-- WORK INSTRUCTIONS --
Look for the string "here" in the listing below and copy every line in which it appears.

-- INPUT MATERIAL --
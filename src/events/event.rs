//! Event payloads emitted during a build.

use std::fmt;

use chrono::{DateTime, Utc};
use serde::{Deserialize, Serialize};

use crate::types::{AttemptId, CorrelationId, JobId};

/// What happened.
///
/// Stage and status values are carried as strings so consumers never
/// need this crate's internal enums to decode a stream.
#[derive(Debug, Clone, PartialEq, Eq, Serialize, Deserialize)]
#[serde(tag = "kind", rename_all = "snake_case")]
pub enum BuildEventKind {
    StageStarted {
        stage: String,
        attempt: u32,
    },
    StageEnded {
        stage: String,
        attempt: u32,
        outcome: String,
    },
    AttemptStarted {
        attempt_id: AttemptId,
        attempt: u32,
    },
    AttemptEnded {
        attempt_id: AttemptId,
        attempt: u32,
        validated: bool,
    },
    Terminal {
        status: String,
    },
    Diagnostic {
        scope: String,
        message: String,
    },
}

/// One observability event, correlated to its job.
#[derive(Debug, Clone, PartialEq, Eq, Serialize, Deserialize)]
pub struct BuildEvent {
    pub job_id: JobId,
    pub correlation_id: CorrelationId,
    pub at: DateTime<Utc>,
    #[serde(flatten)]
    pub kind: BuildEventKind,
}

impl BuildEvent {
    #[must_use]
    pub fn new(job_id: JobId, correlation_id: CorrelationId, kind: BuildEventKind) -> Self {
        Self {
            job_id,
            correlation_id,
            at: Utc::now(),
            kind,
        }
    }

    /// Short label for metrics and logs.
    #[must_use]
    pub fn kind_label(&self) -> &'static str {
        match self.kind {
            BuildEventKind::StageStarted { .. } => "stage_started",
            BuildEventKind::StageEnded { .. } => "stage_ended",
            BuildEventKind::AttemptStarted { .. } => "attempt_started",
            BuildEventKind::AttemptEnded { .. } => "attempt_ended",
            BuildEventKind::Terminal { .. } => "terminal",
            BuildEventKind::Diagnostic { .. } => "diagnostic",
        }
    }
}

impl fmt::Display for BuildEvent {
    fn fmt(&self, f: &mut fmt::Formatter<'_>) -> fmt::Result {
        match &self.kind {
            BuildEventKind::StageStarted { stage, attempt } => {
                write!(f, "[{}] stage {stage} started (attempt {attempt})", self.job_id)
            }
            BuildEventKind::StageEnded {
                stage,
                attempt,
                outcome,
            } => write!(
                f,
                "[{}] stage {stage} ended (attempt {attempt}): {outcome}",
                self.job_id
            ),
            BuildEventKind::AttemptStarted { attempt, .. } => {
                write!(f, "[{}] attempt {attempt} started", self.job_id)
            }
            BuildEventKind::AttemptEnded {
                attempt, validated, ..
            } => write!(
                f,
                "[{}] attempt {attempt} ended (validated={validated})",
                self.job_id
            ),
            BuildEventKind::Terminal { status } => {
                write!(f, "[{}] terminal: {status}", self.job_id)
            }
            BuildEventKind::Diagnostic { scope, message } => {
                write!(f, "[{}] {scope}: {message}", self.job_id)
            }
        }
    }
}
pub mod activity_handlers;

--

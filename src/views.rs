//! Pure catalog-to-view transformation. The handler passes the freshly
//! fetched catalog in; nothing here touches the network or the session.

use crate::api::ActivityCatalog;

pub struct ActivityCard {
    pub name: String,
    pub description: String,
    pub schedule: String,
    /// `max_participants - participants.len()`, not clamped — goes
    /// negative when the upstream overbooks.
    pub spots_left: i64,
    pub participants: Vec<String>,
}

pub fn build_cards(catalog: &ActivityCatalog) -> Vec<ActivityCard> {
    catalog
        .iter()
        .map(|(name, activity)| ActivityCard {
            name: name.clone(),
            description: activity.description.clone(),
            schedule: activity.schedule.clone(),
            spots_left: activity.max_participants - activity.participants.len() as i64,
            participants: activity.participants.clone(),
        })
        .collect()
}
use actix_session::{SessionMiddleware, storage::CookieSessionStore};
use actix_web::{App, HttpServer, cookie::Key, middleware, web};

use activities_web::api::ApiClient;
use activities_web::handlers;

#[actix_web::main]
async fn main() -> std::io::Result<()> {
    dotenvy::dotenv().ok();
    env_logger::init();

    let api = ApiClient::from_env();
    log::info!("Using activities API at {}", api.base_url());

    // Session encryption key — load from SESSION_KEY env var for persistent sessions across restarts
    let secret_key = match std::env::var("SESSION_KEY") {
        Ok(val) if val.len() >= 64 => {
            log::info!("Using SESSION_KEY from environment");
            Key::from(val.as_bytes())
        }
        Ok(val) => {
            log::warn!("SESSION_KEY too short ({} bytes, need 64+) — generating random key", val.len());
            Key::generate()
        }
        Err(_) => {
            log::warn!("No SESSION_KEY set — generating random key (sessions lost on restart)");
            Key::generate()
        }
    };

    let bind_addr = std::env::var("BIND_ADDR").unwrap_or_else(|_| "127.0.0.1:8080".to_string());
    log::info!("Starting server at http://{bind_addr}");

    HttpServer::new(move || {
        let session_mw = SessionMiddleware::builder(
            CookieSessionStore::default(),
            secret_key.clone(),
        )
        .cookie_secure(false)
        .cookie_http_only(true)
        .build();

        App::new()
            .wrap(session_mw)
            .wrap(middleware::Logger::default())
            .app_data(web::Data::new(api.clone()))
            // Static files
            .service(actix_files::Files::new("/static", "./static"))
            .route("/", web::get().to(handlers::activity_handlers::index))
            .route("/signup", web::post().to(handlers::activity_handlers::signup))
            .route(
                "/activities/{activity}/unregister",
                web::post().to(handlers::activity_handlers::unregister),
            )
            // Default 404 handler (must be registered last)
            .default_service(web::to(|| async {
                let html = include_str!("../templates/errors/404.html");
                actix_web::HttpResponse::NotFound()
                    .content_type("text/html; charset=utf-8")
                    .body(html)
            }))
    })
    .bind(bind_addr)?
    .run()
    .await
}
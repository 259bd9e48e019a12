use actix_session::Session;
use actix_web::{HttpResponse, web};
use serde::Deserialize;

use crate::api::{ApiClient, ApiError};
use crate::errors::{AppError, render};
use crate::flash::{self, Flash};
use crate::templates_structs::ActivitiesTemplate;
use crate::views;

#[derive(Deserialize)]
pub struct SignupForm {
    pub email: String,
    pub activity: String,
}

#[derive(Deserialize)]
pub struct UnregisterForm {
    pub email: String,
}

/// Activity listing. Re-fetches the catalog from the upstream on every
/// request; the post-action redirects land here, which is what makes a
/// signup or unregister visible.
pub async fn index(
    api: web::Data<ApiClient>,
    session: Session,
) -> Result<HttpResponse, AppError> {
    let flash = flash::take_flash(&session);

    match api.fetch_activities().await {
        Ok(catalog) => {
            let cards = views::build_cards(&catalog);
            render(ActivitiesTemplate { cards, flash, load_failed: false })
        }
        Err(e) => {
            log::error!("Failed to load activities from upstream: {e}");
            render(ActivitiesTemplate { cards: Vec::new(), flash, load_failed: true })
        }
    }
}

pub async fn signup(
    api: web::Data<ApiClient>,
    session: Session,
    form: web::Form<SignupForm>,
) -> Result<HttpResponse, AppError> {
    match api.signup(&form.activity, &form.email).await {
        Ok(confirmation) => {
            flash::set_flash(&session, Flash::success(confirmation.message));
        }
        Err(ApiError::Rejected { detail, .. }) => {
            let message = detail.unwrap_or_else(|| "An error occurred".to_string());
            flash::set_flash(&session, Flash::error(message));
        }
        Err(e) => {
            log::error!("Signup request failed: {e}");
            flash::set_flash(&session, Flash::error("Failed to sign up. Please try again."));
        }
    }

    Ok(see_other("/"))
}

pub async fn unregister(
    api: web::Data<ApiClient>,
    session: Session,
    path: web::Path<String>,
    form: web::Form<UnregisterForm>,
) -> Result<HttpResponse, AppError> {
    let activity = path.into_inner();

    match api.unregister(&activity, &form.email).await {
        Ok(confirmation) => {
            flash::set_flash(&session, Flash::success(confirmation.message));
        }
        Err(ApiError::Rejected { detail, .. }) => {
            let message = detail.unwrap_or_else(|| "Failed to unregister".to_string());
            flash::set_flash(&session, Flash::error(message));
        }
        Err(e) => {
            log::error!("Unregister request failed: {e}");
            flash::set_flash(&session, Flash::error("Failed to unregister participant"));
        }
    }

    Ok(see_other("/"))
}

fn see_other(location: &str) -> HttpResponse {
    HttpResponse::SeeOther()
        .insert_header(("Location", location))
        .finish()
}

--

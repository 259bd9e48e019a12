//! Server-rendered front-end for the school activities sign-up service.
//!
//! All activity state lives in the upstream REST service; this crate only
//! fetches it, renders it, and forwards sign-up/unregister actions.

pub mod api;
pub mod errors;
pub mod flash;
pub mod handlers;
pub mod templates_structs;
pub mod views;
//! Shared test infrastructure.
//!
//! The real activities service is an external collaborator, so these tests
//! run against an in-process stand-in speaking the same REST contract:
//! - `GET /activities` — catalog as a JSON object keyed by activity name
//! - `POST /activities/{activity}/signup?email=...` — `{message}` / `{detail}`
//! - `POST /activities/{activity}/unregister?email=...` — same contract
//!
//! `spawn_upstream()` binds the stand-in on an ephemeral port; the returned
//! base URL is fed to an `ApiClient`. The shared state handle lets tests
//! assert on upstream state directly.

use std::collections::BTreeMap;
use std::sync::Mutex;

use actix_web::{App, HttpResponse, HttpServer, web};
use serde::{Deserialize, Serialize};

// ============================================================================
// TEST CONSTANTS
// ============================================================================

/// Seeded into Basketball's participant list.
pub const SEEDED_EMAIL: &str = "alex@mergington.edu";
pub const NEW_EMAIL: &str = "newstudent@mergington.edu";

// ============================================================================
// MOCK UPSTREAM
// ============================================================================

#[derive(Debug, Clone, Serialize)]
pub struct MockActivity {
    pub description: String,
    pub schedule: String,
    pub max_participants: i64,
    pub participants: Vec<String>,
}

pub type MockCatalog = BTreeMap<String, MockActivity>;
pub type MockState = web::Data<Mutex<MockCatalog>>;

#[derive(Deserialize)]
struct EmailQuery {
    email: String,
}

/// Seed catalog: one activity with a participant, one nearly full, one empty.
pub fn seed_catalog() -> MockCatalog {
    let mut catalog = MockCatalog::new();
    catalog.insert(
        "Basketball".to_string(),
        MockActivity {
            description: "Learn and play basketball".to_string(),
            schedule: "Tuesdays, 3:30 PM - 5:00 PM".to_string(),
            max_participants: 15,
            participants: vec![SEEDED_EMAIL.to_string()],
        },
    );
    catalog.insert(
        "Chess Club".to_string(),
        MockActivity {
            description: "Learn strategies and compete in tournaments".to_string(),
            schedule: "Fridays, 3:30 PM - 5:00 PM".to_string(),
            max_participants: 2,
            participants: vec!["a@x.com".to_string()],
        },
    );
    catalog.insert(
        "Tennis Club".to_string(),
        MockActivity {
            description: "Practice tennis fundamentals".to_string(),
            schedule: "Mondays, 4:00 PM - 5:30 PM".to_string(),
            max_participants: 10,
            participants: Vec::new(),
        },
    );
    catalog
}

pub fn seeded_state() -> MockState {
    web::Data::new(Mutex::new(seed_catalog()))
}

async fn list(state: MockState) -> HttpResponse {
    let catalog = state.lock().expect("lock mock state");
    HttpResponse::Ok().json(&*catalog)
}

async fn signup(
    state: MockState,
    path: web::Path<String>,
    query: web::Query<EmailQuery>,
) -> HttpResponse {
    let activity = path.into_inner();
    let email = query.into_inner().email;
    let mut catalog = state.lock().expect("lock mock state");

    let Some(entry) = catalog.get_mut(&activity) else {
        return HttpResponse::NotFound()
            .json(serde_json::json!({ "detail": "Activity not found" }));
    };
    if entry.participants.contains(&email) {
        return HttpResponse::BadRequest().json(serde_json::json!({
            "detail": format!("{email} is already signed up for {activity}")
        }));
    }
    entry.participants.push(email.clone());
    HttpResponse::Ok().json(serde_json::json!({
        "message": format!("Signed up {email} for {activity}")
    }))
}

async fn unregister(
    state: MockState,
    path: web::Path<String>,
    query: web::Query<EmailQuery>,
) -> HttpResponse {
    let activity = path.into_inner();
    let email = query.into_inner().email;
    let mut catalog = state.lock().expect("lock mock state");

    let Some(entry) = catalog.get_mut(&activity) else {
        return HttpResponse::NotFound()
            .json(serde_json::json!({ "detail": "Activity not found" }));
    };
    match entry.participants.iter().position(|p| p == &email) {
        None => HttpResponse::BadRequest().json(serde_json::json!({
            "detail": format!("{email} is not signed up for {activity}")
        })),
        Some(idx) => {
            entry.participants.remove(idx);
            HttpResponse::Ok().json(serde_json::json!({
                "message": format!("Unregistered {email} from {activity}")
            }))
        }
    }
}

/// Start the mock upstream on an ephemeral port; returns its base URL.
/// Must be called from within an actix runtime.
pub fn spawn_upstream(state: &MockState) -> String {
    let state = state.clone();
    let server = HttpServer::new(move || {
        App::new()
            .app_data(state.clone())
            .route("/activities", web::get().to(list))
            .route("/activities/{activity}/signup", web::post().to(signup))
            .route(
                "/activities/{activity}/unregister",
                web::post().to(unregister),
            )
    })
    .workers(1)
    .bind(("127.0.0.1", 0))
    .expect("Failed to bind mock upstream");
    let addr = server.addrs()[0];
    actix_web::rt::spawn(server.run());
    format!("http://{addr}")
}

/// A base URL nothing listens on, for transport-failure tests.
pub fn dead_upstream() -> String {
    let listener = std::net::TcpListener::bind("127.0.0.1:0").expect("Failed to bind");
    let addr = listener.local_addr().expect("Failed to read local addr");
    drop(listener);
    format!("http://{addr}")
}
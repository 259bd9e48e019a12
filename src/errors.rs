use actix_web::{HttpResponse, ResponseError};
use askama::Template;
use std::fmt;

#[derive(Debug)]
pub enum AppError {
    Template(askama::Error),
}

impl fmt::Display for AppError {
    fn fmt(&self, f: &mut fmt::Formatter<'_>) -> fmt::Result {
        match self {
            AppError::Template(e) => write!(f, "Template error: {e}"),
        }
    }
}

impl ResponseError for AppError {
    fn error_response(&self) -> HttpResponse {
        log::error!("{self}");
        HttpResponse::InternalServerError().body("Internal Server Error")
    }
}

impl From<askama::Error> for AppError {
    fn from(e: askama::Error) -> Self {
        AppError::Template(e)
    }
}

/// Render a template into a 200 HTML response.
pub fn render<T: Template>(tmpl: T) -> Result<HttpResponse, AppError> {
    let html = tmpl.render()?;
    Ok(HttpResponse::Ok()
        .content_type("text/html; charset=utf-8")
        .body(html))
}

-- ANSWER TO THIS TASK --
//! fetched catalog in; nothing here touches the network or the session.
/// request; the post-action redirects land here, which is what makes a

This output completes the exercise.